▸ **EXERCISE**: From the listing below, extract every line containing "const".

------------

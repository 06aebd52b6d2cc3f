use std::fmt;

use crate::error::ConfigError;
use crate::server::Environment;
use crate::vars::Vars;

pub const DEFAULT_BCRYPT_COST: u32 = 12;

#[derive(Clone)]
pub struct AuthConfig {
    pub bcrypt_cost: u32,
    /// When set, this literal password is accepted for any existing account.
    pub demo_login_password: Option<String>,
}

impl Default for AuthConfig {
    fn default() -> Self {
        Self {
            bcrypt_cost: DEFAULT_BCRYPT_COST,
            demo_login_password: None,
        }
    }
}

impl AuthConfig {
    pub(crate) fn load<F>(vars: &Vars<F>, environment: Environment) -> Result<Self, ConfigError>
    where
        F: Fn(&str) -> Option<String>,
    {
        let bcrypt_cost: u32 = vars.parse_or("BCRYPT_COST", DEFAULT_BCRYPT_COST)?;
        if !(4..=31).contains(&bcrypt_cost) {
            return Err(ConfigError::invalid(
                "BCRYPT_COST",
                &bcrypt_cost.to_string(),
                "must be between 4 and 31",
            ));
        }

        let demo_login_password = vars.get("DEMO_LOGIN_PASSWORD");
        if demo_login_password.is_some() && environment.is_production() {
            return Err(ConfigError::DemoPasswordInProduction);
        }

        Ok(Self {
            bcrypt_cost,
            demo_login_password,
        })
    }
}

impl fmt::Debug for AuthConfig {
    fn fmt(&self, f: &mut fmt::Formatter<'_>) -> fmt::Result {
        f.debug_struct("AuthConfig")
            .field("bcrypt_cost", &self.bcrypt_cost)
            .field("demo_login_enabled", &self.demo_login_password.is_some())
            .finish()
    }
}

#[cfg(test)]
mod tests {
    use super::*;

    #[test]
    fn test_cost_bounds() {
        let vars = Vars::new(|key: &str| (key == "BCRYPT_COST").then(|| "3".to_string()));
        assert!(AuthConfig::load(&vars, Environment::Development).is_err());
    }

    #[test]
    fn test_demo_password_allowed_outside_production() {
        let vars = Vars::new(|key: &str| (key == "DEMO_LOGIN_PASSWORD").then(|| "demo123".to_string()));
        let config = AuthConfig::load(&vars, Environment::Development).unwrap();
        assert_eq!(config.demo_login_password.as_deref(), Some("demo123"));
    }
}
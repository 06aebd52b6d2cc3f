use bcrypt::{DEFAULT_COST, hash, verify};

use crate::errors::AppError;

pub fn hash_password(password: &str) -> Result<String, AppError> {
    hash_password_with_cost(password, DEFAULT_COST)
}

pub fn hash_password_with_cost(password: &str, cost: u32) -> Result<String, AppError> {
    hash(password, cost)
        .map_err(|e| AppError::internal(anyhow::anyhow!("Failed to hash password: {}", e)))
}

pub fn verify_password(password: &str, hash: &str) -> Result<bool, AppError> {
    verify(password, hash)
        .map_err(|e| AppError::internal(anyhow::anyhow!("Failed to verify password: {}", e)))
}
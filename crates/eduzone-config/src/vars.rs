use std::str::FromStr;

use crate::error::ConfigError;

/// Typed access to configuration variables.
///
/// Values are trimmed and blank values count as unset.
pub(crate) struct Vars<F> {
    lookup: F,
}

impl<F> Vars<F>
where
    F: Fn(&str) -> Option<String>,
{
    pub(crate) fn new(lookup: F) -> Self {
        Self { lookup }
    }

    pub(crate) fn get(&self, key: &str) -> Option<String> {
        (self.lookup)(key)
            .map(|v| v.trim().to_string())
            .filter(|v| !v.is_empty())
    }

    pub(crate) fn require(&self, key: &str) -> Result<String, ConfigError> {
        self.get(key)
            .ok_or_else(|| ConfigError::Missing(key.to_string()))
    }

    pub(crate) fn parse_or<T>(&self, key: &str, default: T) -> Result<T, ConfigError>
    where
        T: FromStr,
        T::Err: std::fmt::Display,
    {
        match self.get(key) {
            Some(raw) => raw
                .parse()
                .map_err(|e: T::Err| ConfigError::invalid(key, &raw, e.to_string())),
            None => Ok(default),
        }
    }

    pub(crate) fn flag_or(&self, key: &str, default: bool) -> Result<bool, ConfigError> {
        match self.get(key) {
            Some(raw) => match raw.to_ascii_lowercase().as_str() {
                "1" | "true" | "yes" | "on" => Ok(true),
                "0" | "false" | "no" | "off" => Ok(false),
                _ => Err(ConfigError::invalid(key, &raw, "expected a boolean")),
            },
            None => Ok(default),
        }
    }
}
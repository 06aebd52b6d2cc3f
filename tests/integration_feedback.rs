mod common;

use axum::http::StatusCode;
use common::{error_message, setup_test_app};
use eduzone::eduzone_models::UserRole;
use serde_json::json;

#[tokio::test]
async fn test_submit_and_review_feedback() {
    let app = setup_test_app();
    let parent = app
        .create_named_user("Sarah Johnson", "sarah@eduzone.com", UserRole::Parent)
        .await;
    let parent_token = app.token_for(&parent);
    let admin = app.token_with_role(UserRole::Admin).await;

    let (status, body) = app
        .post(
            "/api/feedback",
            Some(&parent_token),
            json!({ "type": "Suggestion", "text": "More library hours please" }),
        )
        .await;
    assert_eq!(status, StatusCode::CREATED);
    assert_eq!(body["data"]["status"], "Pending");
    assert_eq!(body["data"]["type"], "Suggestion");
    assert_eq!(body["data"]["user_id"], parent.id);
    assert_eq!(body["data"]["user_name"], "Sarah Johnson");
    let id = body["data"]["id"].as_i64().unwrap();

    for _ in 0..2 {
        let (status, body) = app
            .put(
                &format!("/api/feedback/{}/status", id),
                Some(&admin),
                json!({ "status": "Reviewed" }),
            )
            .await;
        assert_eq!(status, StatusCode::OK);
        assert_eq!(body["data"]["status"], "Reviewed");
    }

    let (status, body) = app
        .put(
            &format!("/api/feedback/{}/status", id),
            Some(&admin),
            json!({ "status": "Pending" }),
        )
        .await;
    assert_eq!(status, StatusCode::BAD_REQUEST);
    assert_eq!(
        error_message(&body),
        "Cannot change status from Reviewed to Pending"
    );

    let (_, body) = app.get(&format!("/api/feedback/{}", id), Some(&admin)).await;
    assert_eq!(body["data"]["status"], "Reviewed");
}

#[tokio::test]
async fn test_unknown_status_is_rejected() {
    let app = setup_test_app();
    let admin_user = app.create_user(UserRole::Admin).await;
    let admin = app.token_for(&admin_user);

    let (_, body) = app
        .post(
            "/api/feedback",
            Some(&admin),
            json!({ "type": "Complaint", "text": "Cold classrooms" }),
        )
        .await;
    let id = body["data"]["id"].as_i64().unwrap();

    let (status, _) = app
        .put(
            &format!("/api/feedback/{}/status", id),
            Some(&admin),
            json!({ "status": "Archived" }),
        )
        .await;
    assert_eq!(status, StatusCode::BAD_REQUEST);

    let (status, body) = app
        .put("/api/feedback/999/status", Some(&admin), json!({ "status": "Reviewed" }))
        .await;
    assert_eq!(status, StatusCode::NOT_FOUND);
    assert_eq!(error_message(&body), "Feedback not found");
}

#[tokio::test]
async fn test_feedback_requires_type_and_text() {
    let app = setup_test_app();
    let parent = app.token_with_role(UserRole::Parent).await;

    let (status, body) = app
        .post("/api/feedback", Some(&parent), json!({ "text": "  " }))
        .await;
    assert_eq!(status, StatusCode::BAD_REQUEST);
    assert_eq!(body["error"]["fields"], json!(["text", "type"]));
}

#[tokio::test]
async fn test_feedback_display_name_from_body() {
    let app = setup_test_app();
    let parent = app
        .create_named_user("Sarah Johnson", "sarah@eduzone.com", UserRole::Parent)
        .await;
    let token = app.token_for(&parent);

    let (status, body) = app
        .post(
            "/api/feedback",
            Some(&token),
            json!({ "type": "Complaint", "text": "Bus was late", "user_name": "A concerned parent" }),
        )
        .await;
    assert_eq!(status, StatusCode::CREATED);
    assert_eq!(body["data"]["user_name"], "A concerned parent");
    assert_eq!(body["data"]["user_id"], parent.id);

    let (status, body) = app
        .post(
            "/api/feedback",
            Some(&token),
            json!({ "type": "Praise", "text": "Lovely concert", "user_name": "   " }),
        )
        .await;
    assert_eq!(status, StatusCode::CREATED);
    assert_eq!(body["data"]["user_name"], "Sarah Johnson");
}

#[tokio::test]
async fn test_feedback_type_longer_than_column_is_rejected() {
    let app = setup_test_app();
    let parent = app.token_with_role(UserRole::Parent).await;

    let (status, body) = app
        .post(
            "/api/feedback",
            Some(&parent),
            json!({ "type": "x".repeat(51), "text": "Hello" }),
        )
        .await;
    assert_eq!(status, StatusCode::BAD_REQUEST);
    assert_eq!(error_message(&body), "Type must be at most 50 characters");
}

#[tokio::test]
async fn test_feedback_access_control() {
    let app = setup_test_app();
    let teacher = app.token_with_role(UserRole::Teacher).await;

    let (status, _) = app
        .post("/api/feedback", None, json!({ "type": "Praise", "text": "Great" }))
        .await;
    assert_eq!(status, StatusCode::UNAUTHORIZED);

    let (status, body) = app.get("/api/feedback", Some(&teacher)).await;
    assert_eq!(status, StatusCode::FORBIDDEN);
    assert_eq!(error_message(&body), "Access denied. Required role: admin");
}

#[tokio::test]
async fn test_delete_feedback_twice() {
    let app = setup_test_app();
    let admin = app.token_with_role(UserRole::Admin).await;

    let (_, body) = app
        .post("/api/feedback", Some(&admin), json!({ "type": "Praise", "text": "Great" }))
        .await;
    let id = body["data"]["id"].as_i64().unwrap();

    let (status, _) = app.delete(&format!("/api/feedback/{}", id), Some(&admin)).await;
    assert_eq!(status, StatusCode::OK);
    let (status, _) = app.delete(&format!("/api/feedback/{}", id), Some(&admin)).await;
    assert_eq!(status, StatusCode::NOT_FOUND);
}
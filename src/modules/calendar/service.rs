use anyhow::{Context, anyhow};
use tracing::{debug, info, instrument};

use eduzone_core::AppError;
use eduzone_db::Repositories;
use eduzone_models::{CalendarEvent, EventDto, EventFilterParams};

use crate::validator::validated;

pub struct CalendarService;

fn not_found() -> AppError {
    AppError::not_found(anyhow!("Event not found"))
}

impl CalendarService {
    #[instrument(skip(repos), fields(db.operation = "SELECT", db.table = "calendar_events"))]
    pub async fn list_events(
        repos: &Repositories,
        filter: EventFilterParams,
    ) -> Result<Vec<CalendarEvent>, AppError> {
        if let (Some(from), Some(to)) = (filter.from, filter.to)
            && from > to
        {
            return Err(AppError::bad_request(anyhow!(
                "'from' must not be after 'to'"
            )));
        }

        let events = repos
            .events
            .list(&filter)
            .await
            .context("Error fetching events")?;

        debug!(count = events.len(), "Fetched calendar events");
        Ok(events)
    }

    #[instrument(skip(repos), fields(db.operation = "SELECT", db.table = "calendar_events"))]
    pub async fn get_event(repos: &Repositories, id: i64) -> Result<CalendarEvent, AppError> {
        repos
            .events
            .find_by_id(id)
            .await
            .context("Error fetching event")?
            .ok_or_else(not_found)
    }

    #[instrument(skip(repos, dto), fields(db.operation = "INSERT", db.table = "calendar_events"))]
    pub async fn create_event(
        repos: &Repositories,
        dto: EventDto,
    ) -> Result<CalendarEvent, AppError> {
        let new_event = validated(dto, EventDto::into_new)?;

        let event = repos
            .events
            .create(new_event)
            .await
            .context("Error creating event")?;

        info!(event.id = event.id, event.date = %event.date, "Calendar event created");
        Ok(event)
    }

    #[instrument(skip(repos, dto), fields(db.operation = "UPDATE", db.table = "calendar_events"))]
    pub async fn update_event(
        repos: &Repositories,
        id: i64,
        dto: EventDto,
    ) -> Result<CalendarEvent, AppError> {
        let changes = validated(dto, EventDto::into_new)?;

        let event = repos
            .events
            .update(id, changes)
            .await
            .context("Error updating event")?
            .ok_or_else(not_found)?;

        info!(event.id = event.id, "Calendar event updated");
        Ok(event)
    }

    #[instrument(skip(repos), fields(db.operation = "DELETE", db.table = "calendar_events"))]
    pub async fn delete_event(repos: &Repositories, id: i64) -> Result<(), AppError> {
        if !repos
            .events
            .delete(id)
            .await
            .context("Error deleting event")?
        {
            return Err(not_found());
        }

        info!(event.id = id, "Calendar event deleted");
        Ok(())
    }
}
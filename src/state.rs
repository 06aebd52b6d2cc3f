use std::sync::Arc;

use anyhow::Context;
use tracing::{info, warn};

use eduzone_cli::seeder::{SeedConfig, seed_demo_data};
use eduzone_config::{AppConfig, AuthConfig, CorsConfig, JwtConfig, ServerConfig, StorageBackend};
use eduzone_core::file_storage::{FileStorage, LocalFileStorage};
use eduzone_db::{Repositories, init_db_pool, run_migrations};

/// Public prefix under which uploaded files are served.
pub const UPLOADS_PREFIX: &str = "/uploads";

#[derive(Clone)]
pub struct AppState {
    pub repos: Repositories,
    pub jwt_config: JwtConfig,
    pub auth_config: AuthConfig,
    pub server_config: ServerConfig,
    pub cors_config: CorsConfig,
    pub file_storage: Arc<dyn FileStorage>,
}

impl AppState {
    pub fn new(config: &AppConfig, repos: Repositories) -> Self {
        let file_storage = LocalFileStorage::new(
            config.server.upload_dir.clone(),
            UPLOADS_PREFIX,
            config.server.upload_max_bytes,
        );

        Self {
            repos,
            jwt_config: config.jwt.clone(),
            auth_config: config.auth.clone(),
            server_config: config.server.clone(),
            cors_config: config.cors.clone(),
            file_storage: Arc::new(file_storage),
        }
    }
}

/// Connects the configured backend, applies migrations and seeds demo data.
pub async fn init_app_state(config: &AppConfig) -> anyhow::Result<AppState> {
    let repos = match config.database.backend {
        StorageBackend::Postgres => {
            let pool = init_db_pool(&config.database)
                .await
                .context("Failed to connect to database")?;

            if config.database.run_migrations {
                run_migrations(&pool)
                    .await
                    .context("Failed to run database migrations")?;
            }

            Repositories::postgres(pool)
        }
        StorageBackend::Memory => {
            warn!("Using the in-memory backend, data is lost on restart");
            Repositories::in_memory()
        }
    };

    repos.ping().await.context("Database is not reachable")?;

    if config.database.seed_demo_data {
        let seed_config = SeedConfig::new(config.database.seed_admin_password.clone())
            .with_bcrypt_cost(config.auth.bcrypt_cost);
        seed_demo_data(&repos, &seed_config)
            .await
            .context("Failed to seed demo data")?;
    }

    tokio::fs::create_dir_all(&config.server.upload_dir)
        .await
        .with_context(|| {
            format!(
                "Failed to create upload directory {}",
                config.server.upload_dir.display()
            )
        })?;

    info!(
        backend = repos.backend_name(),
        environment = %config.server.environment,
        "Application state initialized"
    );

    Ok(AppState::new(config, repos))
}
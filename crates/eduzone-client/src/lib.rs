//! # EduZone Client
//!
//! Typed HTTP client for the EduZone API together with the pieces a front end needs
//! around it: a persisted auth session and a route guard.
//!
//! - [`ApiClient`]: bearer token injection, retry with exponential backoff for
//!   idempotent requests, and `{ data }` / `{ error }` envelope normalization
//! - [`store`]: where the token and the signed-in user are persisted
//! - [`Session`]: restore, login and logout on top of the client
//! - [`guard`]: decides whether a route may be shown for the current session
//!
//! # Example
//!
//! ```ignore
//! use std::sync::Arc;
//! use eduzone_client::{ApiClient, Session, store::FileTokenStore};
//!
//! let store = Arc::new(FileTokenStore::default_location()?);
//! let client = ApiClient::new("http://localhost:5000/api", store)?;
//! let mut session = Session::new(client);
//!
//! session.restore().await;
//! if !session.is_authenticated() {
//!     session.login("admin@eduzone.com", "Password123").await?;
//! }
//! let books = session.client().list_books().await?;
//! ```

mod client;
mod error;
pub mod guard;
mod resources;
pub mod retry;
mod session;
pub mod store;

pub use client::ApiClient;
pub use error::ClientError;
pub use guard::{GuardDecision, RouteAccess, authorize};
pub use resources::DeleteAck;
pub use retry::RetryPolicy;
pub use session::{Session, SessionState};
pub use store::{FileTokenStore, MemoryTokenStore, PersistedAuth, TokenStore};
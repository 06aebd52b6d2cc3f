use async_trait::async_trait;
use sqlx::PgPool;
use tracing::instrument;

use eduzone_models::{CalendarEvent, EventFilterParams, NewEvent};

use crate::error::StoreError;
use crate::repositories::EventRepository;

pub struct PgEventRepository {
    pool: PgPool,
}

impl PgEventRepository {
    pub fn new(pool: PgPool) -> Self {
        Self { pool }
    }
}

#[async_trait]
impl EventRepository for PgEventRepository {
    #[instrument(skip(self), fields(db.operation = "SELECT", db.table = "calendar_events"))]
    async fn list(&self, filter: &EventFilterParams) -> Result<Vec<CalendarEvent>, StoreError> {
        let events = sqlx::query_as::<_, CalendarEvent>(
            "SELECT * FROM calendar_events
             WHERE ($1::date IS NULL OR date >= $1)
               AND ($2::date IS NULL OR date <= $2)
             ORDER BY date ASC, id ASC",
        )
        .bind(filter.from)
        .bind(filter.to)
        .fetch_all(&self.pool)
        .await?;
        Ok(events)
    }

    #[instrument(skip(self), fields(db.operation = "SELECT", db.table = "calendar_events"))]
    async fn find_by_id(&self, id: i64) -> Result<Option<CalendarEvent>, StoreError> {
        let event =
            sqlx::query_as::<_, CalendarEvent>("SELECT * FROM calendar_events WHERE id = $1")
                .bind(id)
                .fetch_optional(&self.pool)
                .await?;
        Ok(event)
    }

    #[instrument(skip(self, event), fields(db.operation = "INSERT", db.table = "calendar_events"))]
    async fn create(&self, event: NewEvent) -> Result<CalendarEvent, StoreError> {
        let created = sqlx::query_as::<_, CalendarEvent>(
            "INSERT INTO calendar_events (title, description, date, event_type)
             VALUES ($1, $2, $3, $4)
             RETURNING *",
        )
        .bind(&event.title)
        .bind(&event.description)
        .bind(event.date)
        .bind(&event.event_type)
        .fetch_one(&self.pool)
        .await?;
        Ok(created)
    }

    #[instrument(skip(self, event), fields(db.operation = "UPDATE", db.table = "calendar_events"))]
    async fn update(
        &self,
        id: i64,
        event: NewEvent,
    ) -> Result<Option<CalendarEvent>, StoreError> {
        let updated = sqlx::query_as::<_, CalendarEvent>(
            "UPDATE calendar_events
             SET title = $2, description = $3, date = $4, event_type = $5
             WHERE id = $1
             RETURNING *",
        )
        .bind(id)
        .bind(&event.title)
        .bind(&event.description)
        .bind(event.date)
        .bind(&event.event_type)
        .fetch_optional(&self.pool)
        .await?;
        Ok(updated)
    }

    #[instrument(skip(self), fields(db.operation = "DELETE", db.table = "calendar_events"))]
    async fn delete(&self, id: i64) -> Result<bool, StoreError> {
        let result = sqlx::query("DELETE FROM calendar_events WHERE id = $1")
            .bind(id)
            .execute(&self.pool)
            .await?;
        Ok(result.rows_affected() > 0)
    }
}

------------

▸ **SOLUTION FOR THIS TASK**:
pub const DEFAULT_BCRYPT_COST: u32 = 12;
pub const UPLOADS_PREFIX: &str = "/uploads";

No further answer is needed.